Глубокие интервью Сергея Белановского. Том IV. «Экономические беседы» с академиком Ю. В. Яременко. Сергей Александрович Белановский
с ними ответственности. Ясно, что к концу года с них могли спросить: к каким результатам вы пришли? И у них был готов ответ: поскольку мы переходим к рынку, от плана отказываемся, то мы за это и не отвечаем. Это было видно невооруженным взглядом. Поэтому возникла вдруг такая дружная поддержка рынка, неожиданная, как со стороны государственных управленческих структур, так и со стороны директоров предприятий, а на самом деле в обоих случаях она имела чисто негативную мотивацию.
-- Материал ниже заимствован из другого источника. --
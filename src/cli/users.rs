use clap::{Args, Subcommand};

use crate::{
    app::AdminApp,
    cli::{
        ListArgs,
        catalog::flag_filter,
        output::{self, Mutation, Table},
    },
    error::Result,
    forms::{FormMode, UserForm},
    models::{User, UserRole},
    services::user_service,
};

#[derive(Debug, Subcommand)]
pub enum UserCommand {
    List {
        #[command(flatten)]
        list: ListArgs,
        #[arg(long)]
        role: Option<UserRole>,
        #[arg(long)]
        active: bool,
        /// Only soft-deleted accounts.
        #[arg(long)]
        deleted: bool,
    },
    Get {
        id: i64,
    },
    Create(UserFields),
    Update {
        id: i64,
        #[command(flatten)]
        fields: UserFields,
    },
    /// Soft delete; see `restore`.
    Delete {
        id: i64,
    },
    Restore {
        id: i64,
    },
}

#[derive(Debug, Clone, Args)]
pub struct UserFields {
    #[arg(long)]
    full_name: Option<String>,
    #[arg(long)]
    email: Option<String>,
    #[arg(long, env = "ADMIN_NEW_USER_PASSWORD", hide_env_values = true)]
    password: Option<String>,
    #[arg(long)]
    phone: Option<String>,
    #[arg(long)]
    role: Option<UserRole>,
    #[arg(long)]
    active: Option<bool>,
}

impl UserFields {
    fn apply(self, form: &mut UserForm) {
        if let Some(full_name) = self.full_name {
            form.full_name = full_name;
        }
        if let Some(email) = self.email {
            form.email = email;
        }
        form.password = self.password.or(form.password.take());
        form.phone = self.phone.or(form.phone.take());
        form.role = self.role.unwrap_or(form.role);
        form.is_active = self.active.unwrap_or(form.is_active);
    }
}

pub async fn users(app: &AdminApp, command: UserCommand) -> Result<()> {
    match command {
        UserCommand::List {
            list,
            role,
            active,
            deleted,
        } => {
            let params = list.to_params(
                app,
                vec![
                    ("role", role.map(|r| r.to_string())),
                    ("is_active", flag_filter(active)),
                    ("deleted", flag_filter(deleted)),
                ],
            );
            let page = app
                .list::<User>(&params)
                .await
                .map_err(|e| output::with_fallback(e, "Failed to load users"))?;
            let mut table = Table::new(&["ID", "Name", "Email", "Role", "Status", "Last login"]);
            for user in &page.data {
                let status = if user.is_deleted() {
                    "Deleted".to_string()
                } else {
                    output::active_label(user.is_active)
                };
                table.row(vec![
                    user.id.to_string(),
                    user.full_name.clone(),
                    user.email.clone(),
                    user.role.to_string(),
                    status,
                    output::opt(user.last_login),
                ]);
            }
            output::print_page(&page, &table, &params, app.page_size(), "users");
            Ok(())
        }
        UserCommand::Get { id } => {
            let user = app
                .get::<User>(id)
                .await
                .map_err(|e| output::with_fallback(e, "Failed to load user"))?;
            output::print_details(&[
                ("ID", user.id.to_string()),
                ("Name", user.full_name.clone()),
                ("Email", user.email.clone()),
                ("Phone", output::opt(user.phone.as_deref())),
                ("Role", user.role.to_string()),
                ("Status", output::active_label(user.is_active)),
                ("Deleted", output::opt(user.deleted_at)),
                ("Last login", output::opt(user.last_login)),
                ("Created", output::opt(user.created_at)),
            ]);
            Ok(())
        }
        UserCommand::Create(fields) => {
            let mut form = UserForm::default();
            fields.apply(&mut form);
            let body = form.into_body(FormMode::Create)?;
            output::report(app.create::<User>(body).await, "User", Mutation::Create)
        }
        UserCommand::Update { id, fields } => {
            let existing = app
                .get::<User>(id)
                .await
                .map_err(|e| output::with_fallback(e, "Failed to load user"))?;
            let mut form = UserForm::from(&existing);
            fields.apply(&mut form);
            let body = form.into_body(FormMode::Edit)?;
            output::report(app.update::<User>(id, body).await, "User", Mutation::Update)
        }
        UserCommand::Delete { id } => {
            let result = app
                .mutate::<User, _>(user_service::delete(app.client(), id))
                .await;
            output::report(result, "User", Mutation::Delete)
        }
        UserCommand::Restore { id } => {
            let result = app
                .mutate::<User, _>(user_service::restore(app.client(), id))
                .await;
            output::report(result, "User", Mutation::Restore)
        }
    }
}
И еще были благонамеренные теоретики политэкономии социализма, которые свой благонамеренный взгляд на то, как правильно работает экономика при социализме (законы, тенденции и всю эту "благонамеренность"), экстраполировали на рыночную реформу. Это интересный сюжет, и я хочу его особо отметить. Политэкономия социализма сформировала огромное количество нормативных категорий, с помощью которых описывала то, что у нас происходит, точнее, не то, что есть, а то, как должно быть. И используя точно такие же категории (благонамеренные, позитивные, нормативные) эта политэкономия вдруг стала описывать рынок, ближайший рынок. Политэкономы быстро перестроились и стали говорить, что вот возникнут самостоятельные предприятия, они будут торговать друг с другом, и все будет хорошо. Вот это надо понять, эту связь категориального аппарата и самой тональности политэкономии социализма с теми взглядами на рынок, и с теми ожиданиями (может быть, заблуждениями), которые у них были. Между тем, мы же понимаем, что наша экономика – это была жестокая, уродливая система и ясно, что такой же жестокой, уродливой, искаженной и деформированной она должна оказаться в постплановый период. Между тем, этот нормативный подход, эта избыточная благонамеренность присутствовала при описании благ перехода к рынку. И я бы сказал, что мы до сих пор еще никак не можем от нее отказаться. Как ни странно, люди не осознают, что это идет от той идеологической фаршировки, которой они подверглись в нашем социалистическом прошлом. Эта идеологическая запрограммированность сказывается даже не столько в самих категориях, сколько в этом нормативном подходе, утопических ожиданиях. То, что у нас не было настоящего анализа, не было подлинно экономического самосознания – это сыграло с нами очень злую шутку. Закон о предприятии был прямым продолжением этих сугубо искусственных воззрений на нашу экономику.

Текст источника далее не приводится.